With impeccable timing.
By Nick Corbishley, for WOLF STREET:
For the last two years, KPMG has refused to sign off the accounts of Spelthorne borough council, a tiny local authority on the outskirts of London that has taken on huge amounts of debt to buy more than £1 billion of commercial and residential property, it has been revealed. The council has an annual budget of just £22 million, yet it has amassed more commercial property than just about any other local authority in the UK, all of it debt financed.
Between 2016 and 2018 Spelthorne borrowed £1.17 billion from the Public Works Loan Board (PWLB), an arm of the UK treasury that is supposed to offer relatively cheap loans to councils for building new schools and other civil projects. But many councils have begun tapping the funds for speculative property investments instead, as a means of supplementing their income.

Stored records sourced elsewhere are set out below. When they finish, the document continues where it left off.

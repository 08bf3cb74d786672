use std::{sync::Arc, time::Duration};

use axum::{
	body::Body,
	response::{IntoResponse, Response},
};
use governor::middleware::StateInformationMiddleware;
use tower_governor::{
	governor::{GovernorConfig, GovernorConfigBuilder},
	key_extractor::PeerIpKeyExtractor,
	GovernorError,
};

/// One bucket per peer address, shared by every page.
pub fn pages() -> Arc<GovernorConfig<PeerIpKeyExtractor, StateInformationMiddleware>> {
	Arc::new(
		GovernorConfigBuilder::default()
			.per_second(10)
			.burst_size(50)
			.use_headers()
			.error_handler(error_handler)
			.finish()
			.unwrap(),
	)
}

fn error_handler(error: GovernorError) -> Response<Body> {
	crate::Error::from(error).into_response()
}

/// Drops per-peer buckets that have gone quiet so the limiter map
/// does not grow with every visitor ever seen.
pub fn cleanup_old_limits(
	config: &Arc<GovernorConfig<PeerIpKeyExtractor, StateInformationMiddleware>>,
) {
	let limiter = config.limiter().clone();
	let interval = Duration::from_secs(60);

	std::thread::spawn(move || loop {
		std::thread::sleep(interval);

		tracing::debug!("rate limiting storage size: {}", limiter.len());

		limiter.retain_recent();
	});
}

In correspondence seen by the London Times, KPMG raised “material concerns” about three purchases Spelthorne made in 2017-18 in which it allegedly ignored rules that forbid councils from borrowing purely to make a profit on subsequent investments. These investments significantly increased the council’s exposure to risks in the property market, though it insists it is not endangering funds, with this flawless argument:
The Council is not risking council taxpayers’ cash to buy commercial properties; the low cost government funding for this strategy comes from the financial markets.

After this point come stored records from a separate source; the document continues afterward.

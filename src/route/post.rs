use askama::Template;
use axum::{
	extract::{Path, State},
	response::{Html, IntoResponse},
};

use super::{load_cards, POPULAR_POSTS, POPULAR_TAGS};
use crate::{db, serialize, template::PostDetailTemplate, AppState, Error};

/// Returns a single post by its slug, with the full text, comments
/// and like count.
pub async fn detail(
	State(state): State<AppState>,
	Path(slug): Path<String>,
) -> Result<impl IntoResponse, Error> {
	let post = db::post_by_slug(&state.database, &slug)
		.await?
		.ok_or(Error::UnknownPost(slug))?;

	let comments = db::comments_for_post(&state.database, post.id).await?;
	let tags = db::tags_for_post(&state.database, post.id).await?;

	let popular = db::popular_posts(&state.database, POPULAR_POSTS).await?;
	let popular_tags = db::popular_tags(&state.database, POPULAR_TAGS).await?;

	let page = PostDetailTemplate {
		post: serialize::post_page(post, comments, tags, &state.config.media_url),
		most_popular_posts: load_cards(&state, popular).await?,
		popular_tags: popular_tags.into_iter().map(Into::into).collect(),
	};

	Ok(Html(page.render()?))
}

KPMG is not convinced and has said it may even take the council to court. Spelthorne recently replaced the big four firm as its auditor with BDO, which rents office space in a building that Spelthorne bought in September 2018 – a purchase that BDO was supposed to assess as part of the council’s 2018-19 audit. According to the auditor, auditing its landlord poses no conflict of interest.
Spelthorne’s investments include a research center in Sunbury it bought from BP for £385 million in 2018. It was the most expensive property investment ever made by a UK local authority. Its second most expensive asset is 12 Hammersmith Grove, an office building in West London that cost £170 million. The building’s tenants include WeWork, which recently persuaded Spelthorne to defer its rent for 18 months, resulting in a £4.5 million short-term loss to the council.

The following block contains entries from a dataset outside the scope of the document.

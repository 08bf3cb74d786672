use std::collections::HashMap;

use chrono::{DateTime, Utc};
use serde::Serialize;
use uuid::Uuid;

use crate::model::{Comment, DetailedPost, Post, TagCount};

/// List views show this many characters of a post's body.
pub const TEASER_LEN: usize = 200;

/// A fault while shaping rows into render contexts.
///
/// Both variants mean the database handed us an inconsistent picture;
/// they fail the whole request rather than render a partial page.
#[derive(Debug, thiserror::Error)]
pub enum Error {
	#[error("no comment count for post {0}")]
	MissingCommentCount(Uuid),
	#[error("post {0} has no tags")]
	Untagged(String),
}

/// A post as the list pages show it.
#[derive(Debug, Clone, Serialize)]
pub struct PostCard {
	pub title: String,
	pub teaser_text: String,
	pub author: String,
	pub comments_amount: i64,
	pub image_url: Option<String>,
	pub published_at: DateTime<Utc>,
	pub slug: String,
	pub tags: Vec<TagBadge>,
	pub first_tag_title: String,
}

impl PostCard {
	/// Shapes one post row into a card. The comment count comes from the
	/// aggregation side-table, never from the row itself.
	///
	/// A card needs at least one tag; `first_tag_title` has no fallback.
	pub fn new(
		post: Post,
		comments_amount: i64,
		tags: Vec<TagCount>,
		media_url: &str,
	) -> Result<PostCard, Error> {
		let tags: Vec<TagBadge> = tags.into_iter().map(TagBadge::from).collect();
		let first_tag_title = match tags.first() {
			Some(tag) => tag.title.clone(),
			None => return Err(Error::Untagged(post.slug)),
		};

		Ok(PostCard {
			title: post.title,
			teaser_text: teaser(&post.text).to_owned(),
			author: post.author,
			comments_amount,
			image_url: image_url(post.image.as_deref(), media_url),
			published_at: post.published_at,
			slug: post.slug,
			tags,
			first_tag_title,
		})
	}
}

/// Shapes an ordered post list into cards, attaching each post's comment
/// count and tags from the batch-query side-tables. Output order and
/// length match the input.
///
/// A post id the count query did not cover can only mean the post list
/// and the count query disagree about what exists; that fails the whole
/// batch instead of defaulting the count to zero.
pub fn post_cards(
	posts: Vec<Post>,
	counts: &HashMap<Uuid, i64>,
	tags: &mut HashMap<Uuid, Vec<TagCount>>,
	media_url: &str,
) -> Result<Vec<PostCard>, Error> {
	posts
		.into_iter()
		.map(|post| {
			let comments_amount = counts
				.get(&post.id)
				.copied()
				.ok_or(Error::MissingCommentCount(post.id))?;
			let badges = tags.remove(&post.id).unwrap_or_default();

			PostCard::new(post, comments_amount, badges, media_url)
		})
		.collect()
}

/// A post as the detail page shows it: full text, comments, likes.
#[derive(Debug, Clone, Serialize)]
pub struct PostPage {
	pub title: String,
	pub text: String,
	pub author: String,
	pub comments: Vec<CommentView>,
	pub likes_amount: i64,
	pub image_url: Option<String>,
	pub published_at: DateTime<Utc>,
	pub slug: String,
	pub tags: Vec<TagBadge>,
}

/// Shapes the detail row and its relations into the detail context.
pub fn post_page(
	post: DetailedPost,
	comments: Vec<Comment>,
	tags: Vec<TagCount>,
	media_url: &str,
) -> PostPage {
	PostPage {
		title: post.title,
		text: post.text,
		author: post.author,
		comments: comments.into_iter().map(CommentView::from).collect(),
		likes_amount: post.likes,
		image_url: image_url(post.image.as_deref(), media_url),
		published_at: post.published_at,
		slug: post.slug,
		tags: tags.into_iter().map(TagBadge::from).collect(),
	}
}

/// A tag chip: the title plus how many posts carry the tag.
#[derive(Debug, Clone, Serialize)]
pub struct TagBadge {
	pub title: String,
	pub posts_with_tag: i64,
}

impl From<TagCount> for TagBadge {
	fn from(tag: TagCount) -> TagBadge {
		TagBadge {
			title: tag.title,
			posts_with_tag: tag.posts_with_tag,
		}
	}
}

/// A comment as the detail page shows it.
#[derive(Debug, Clone, Serialize)]
pub struct CommentView {
	pub text: String,
	pub published_at: DateTime<Utc>,
	pub author: String,
}

impl From<Comment> for CommentView {
	fn from(comment: Comment) -> CommentView {
		CommentView {
			text: comment.text,
			published_at: comment.published_at,
			author: comment.author,
		}
	}
}

/// The first [`TEASER_LEN`] characters of `text`, cut on a character
/// boundary. Mid-word cuts are accepted; the list views add an ellipsis.
pub fn teaser(text: &str) -> &str {
	match text.char_indices().nth(TEASER_LEN) {
		Some((boundary, _)) => &text[..boundary],
		None => text,
	}
}

/// Resolves a stored image file name against the media base URL.
pub fn image_url(image: Option<&str>, media_url: &str) -> Option<String> {
	image.map(|file| format!("{}/{}", media_url.trim_end_matches('/'), file))
}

But that’s a drop in the ocean compared to the scale of the losses Spelthorne could face if KPMG were to take the “nuclear option” of taking the council to court. If the court were to rule in KPMG’s favor, Spelthorne would probably have to divest its properties. That could end up bankrupting the authority, a senior figure within the council told the Bureau of Investigative Journalism:
“Supposing the council has to sell the properties and repay the Public Works Loan Board. The cost of [early] repayment is massive – someone told me it’s as much as 30% on top of what we borrowed. And then you’re trying to sell properties into a Covid-related commercial market. It would bankrupt the council. There’s no doubt about it.”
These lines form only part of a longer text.